Books

The Human Apparatus

Fat City, Leonard Gardner’s novel of the sport of busted beaks.

Boxing
At its heart, Fat City is not about boxing. It is a universal story of grim realities and toxic delusions. For the people of this novel, boxing is a chance, a glimmer of hope.

Photo by Everett Collection/Shutterstock

“Fat City” is old slang for prosperity and advantage—the good life. If you’re in Fat City, you’re in luck. But the phrase is wry irony as the title of a novel that has stunned and mesmerized successive generations of readers since its publication in 1969. This month New York Review Books brings out a handsome new paperback edition of Leonard Gardner’s sole novel, a slim, taut book that has earned its status as a classic by dint of its immaculate, evocative prose, a compassionate but dour view of the human condition, and the absolute credibility of its depiction of the sport of the busted beaks.

Leonard Gardner was a graduate student in creative writing at San Francisco State when he began the four-year process of creating Fat City. He had grown up and fought as an amateur boxer in Stockton, California, where the story takes place.  He was 36 years old when the book finally appeared; it was a finalist for the 1970 National Book Award along with Kurt Vonnegut’s Slaughterhouse-Five and (the eventual winner) Joyce Carol Oates’ Them. Gardner went on to write for movies and television, including the script for the 1972 film of Fat City. John Huston directed the film, starring a relatively unknown Stacy Keach, a young Jeff Bridges, and the brilliant Susan Tyrrell.

It’s not unfair, I think, to describe boxers as a demographic little given to literary entanglement. In general, with exceptions, they prefer movies. Although John Huston considered Fat City some of his finest work, most boxers would probably rather watch Rocky for the fifth or 50th time. They yearn for the tale of redemption and ultimate triumph with plenty of razzle-dazzle. The nitty-gritty is too familiar. But Fat City dazzles too: the glint of steel in its perception, the molten glass of its execution.
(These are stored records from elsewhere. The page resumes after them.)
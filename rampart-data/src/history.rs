//! Close-price history datasets.
//!
//! CSV files hold one observation per row with a `symbol` and a `close` column; an optional
//! `timestamp` column orders rows within a symbol, otherwise file order is kept. JSON files hold
//! a serialized [`PriceHistory`].

use std::collections::BTreeMap;
use std::fs;
use std::path::Path;

use anyhow::{anyhow, bail, Context, Result};
use csv::{ReaderBuilder, StringRecord, WriterBuilder};
use rampart_core::{Price, PriceHistory, Symbol};

/// Encodings accepted by [`read_price_history`] and [`write_price_history`].
#[derive(Clone, Copy, Debug, Eq, PartialEq)]
pub enum DatasetFormat {
    Csv,
    Json,
}

impl DatasetFormat {
    /// Infer the format from the file extension, defaulting to CSV.
    #[must_use]
    pub fn from_path(path: &Path) -> Self {
        match path
            .extension()
            .and_then(|ext| ext.to_str())
            .map(|ext| ext.to_ascii_lowercase())
            .as_deref()
        {
            Some("json") => Self::Json,
            _ => Self::Csv,
        }
    }
}

pub fn read_price_history(path: &Path) -> Result<PriceHistory> {
    match DatasetFormat::from_path(path) {
        DatasetFormat::Csv => read_csv(path)
            .with_context(|| format!("failed to load CSV history {}", path.display())),
        DatasetFormat::Json => {
            let raw = fs::read(path).with_context(|| format!("failed to open {}", path.display()))?;
            serde_json::from_slice(&raw)
                .with_context(|| format!("failed to parse JSON history {}", path.display()))
        }
    }
}

pub fn write_price_history(path: &Path, history: &PriceHistory) -> Result<()> {
    if let Some(parent) = path.parent().filter(|parent| !parent.as_os_str().is_empty()) {
        fs::create_dir_all(parent)
            .with_context(|| format!("failed to create directory {}", parent.display()))?;
    }
    match DatasetFormat::from_path(path) {
        DatasetFormat::Csv => write_csv(path, history),
        DatasetFormat::Json => {
            let raw = serde_json::to_vec_pretty(history)?;
            fs::write(path, raw).with_context(|| format!("failed to write {}", path.display()))
        }
    }
}

struct Columns {
    symbol: usize,
    close: usize,
    timestamp: Option<usize>,
}

impl Columns {
    fn from_headers(headers: &StringRecord) -> Result<Self> {
        let find = |name: &str| {
            headers
                .iter()
                .position(|header| header.trim().eq_ignore_ascii_case(name))
        };
        Ok(Self {
            symbol: find("symbol").ok_or_else(|| anyhow!("missing 'symbol' column"))?,
            close: find("close").ok_or_else(|| anyhow!("missing 'close' column"))?,
            timestamp: find("timestamp"),
        })
    }
}

fn read_csv(path: &Path) -> Result<PriceHistory> {
    let mut reader = ReaderBuilder::new()
        .flexible(true)
        .trim(csv::Trim::All)
        .from_path(path)
        .with_context(|| format!("failed to open {}", path.display()))?;
    let columns = Columns::from_headers(reader.headers()?)?;

    let mut rows: BTreeMap<Symbol, Vec<(i64, usize, Price)>> = BTreeMap::new();
    for (line, row) in reader.records().enumerate() {
        let record = row.with_context(|| format!("invalid row {} in {}", line + 2, path.display()))?;
        let symbol = match record.get(columns.symbol) {
            Some(value) if !value.is_empty() => value.to_string(),
            _ => bail!("row {} has no symbol", line + 2),
        };
        let close: Price = record
            .get(columns.close)
            .ok_or_else(|| anyhow!("row {} has no close", line + 2))?
            .parse()
            .with_context(|| format!("row {} has an invalid close", line + 2))?;
        let timestamp = match columns.timestamp.and_then(|index| record.get(index)) {
            Some(value) if !value.is_empty() => value
                .parse::<i64>()
                .with_context(|| format!("row {} has an invalid timestamp", line + 2))?,
            _ => 0,
        };
        rows.entry(symbol).or_default().push((timestamp, line, close));
    }

    let mut history = PriceHistory::new();
    for (symbol, mut observations) in rows {
        observations.sort_by_key(|(timestamp, line, _)| (*timestamp, *line));
        history.insert(
            symbol,
            observations.into_iter().map(|(_, _, close)| close).collect(),
        );
    }
    Ok(history)
}

fn write_csv(path: &Path, history: &PriceHistory) -> Result<()> {
    let mut writer = WriterBuilder::new()
        .has_headers(true)
        .from_path(path)
        .with_context(|| format!("failed to create {}", path.display()))?;
    writer.write_record(["symbol", "timestamp", "close"])?;
    for symbol in history.symbols() {
        for (index, close) in history.series(symbol).unwrap_or_default().iter().enumerate() {
            writer.write_record([symbol.clone(), index.to_string(), close.to_string()])?;
        }
    }
    writer.flush()?;
    Ok(())
}
use std::fs::{self, OpenOptions};
use std::path::Path;
use std::sync::OnceLock;

use anyhow::{Context, Result};
use tracing_appender::non_blocking::WorkerGuard;
use tracing_subscriber::{fmt, layer::SubscriberExt, util::SubscriberInitExt, EnvFilter, Layer};

static FILE_GUARD: OnceLock<WorkerGuard> = OnceLock::new();

/// Install the global subscriber: human-readable stdout plus an optional JSON log file.
pub fn init_tracing(filter: &str, log_path: Option<&Path>) -> Result<()> {
    let stdout_layer = fmt::layer()
        .with_target(false)
        .with_filter(EnvFilter::try_new(filter).context("invalid log filter")?);

    let Some(path) = log_path else {
        tracing_subscriber::registry()
            .with(stdout_layer)
            .try_init()?;
        return Ok(());
    };

    if let Some(dir) = path.parent().filter(|dir| !dir.as_os_str().is_empty()) {
        fs::create_dir_all(dir)
            .with_context(|| format!("failed to create log directory {}", dir.display()))?;
    }
    let file = OpenOptions::new()
        .create(true)
        .append(true)
        .open(path)
        .with_context(|| format!("failed to open log file {}", path.display()))?;
    let (writer, guard) = tracing_appender::non_blocking(file);
    let _ = FILE_GUARD.set(guard);
    let file_layer = fmt::layer()
        .json()
        .with_ansi(false)
        .with_target(true)
        .with_writer(writer)
        .with_filter(EnvFilter::try_new(filter).context("invalid log filter")?);
    tracing_subscriber::registry()
        .with(stdout_layer)
        .with(file_layer)
        .try_init()?;
    Ok(())
}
At its heart, Fat City is not about boxing. It is a universal story of grim realities and toxic delusions. It is awash with awareness of chances blown, dreams stymied, precious time wasted, and all future prospects scorched to ashes by the process. For the people of this novel, caught in just such circumstances, boxing is a chance, a glimmer of hope. An ancient truism of the sport is that it is so difficult that only the desperate will endure it as a grueling escape tunnel from whatever cultural or fiscal or psychological ghetto has them trapped. It’s a demanding and painful path, with no guarantees and plenty of risk. In other stories by other writers, that flicker of light might take any number of forms. But for Gardner it is small-town, small-time boxing.

Leonard Gardner
Leonard Gardner.

Photo by Alissa Valles

“Fat City” is also an old nickname for that historic fight town, Stockton, California, Gardner’s home ground and that of the novel’s central figure. A few years before, Billy Tully really was in Fat City. He was living clean and winning fights. He had a house, a nice car, and a pretty wife. Then a bad loss in the ring destroyed his confidence. He quit boxing. He drank too much, couldn’t hold a job, lost the car and the house. His wife left. Now he earns just enough as a day laborer in the onion fields of the Valley to cover a sleazy room and another night of drinking.
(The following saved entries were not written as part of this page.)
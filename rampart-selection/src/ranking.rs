use rampart_core::{MarketCandidate, StrategyMode, Symbol};
use serde::{Deserialize, Serialize};

/// How eligible candidates are ordered.
#[derive(Clone, Copy, Debug, Deserialize, Eq, PartialEq, Serialize)]
#[serde(rename_all = "snake_case")]
pub enum RankingPolicy {
    /// Most volatile first, by the sum of the 1h and 4h volatilities.
    Volatility,
    /// Most liquid first, by quote volume.
    Volume,
}

impl RankingPolicy {
    #[must_use]
    pub fn for_mode(mode: StrategyMode) -> Self {
        if mode.favors_volatility() {
            Self::Volatility
        } else {
            Self::Volume
        }
    }

    #[must_use]
    pub fn score(self, candidate: &MarketCandidate) -> f64 {
        match self {
            Self::Volatility => candidate.short_term_volatility(),
            Self::Volume => candidate.quote_volume,
        }
    }

    /// Order candidates by descending score (ties broken by symbol).
    ///
    /// Only the volume ranking is cut to `top_n`; the volatility ranking keeps every candidate.
    #[must_use]
    pub fn rank(self, mut candidates: Vec<MarketCandidate>, top_n: usize) -> Vec<Symbol> {
        candidates.sort_by(|left, right| {
            self.score(right)
                .total_cmp(&self.score(left))
                .then_with(|| left.symbol.cmp(&right.symbol))
        });
        let keep = match self {
            Self::Volatility => candidates.len(),
            Self::Volume => top_n,
        };
        candidates
            .into_iter()
            .take(keep)
            .map(|candidate| candidate.symbol)
            .collect()
    }
}

impl From<StrategyMode> for RankingPolicy {
    fn from(mode: StrategyMode) -> Self {
        Self::for_mode(mode)
    }
}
When we meet Tully he is thinking about a recent bar brawl in which he knocked out another drunk with one punch. This strikes his hung-over brain as proof that he hasn’t lost his ability after all. He decides to go to the YMCA and start getting back into shape. He will make a comeback.

When Tully arrives, the only other occupant of the gym is 18-year-old Ernie Munger, who pumps gas and washes windshields at a service station for a living. He is just killing time with the punching bags but Tully suggests that they spar. This encounter changes young Ernie’s life. Tully urges him to go to the boxing gym and hook up with Tully’s old manager and trainer.

The novel weaves the stories of Billy Tully and Ernie Munger as though the two were different points on the same time continuum. Ernie is Tully’s past. Tully is Ernie’s future. Mistakes are made. Vivid peripheral characters appear. The women in the boxers’ lives become powerful forces. For Ernie it’s the young wife who gives him a child. For Tully it’s Oma, the pugnacious wino he shacks up with while he works to revive his ring career. Despite the linking of the two fighters’ stories, Ernie’s future is still open. He probably won’t become a great boxer, but he just might, eventually, be a sane and grounded human being.

Though Fat City was written long before cellphones or the Internet, its human apparatus is state of the art. With this new edition, new generations of readers and writers will discover it, learn from it, and find both wincing pain and deep pleasure. Gardner’s achievement lives on precisely because Fat City is not depressing. The tale is dark, but it is charged with energy. It is seductive, engaging, and lit, despite the odds, by a vitality that is in itself a form of hope. We come away from it burnt clean.

Fat City by Leonard Gardner. NYRB Classics.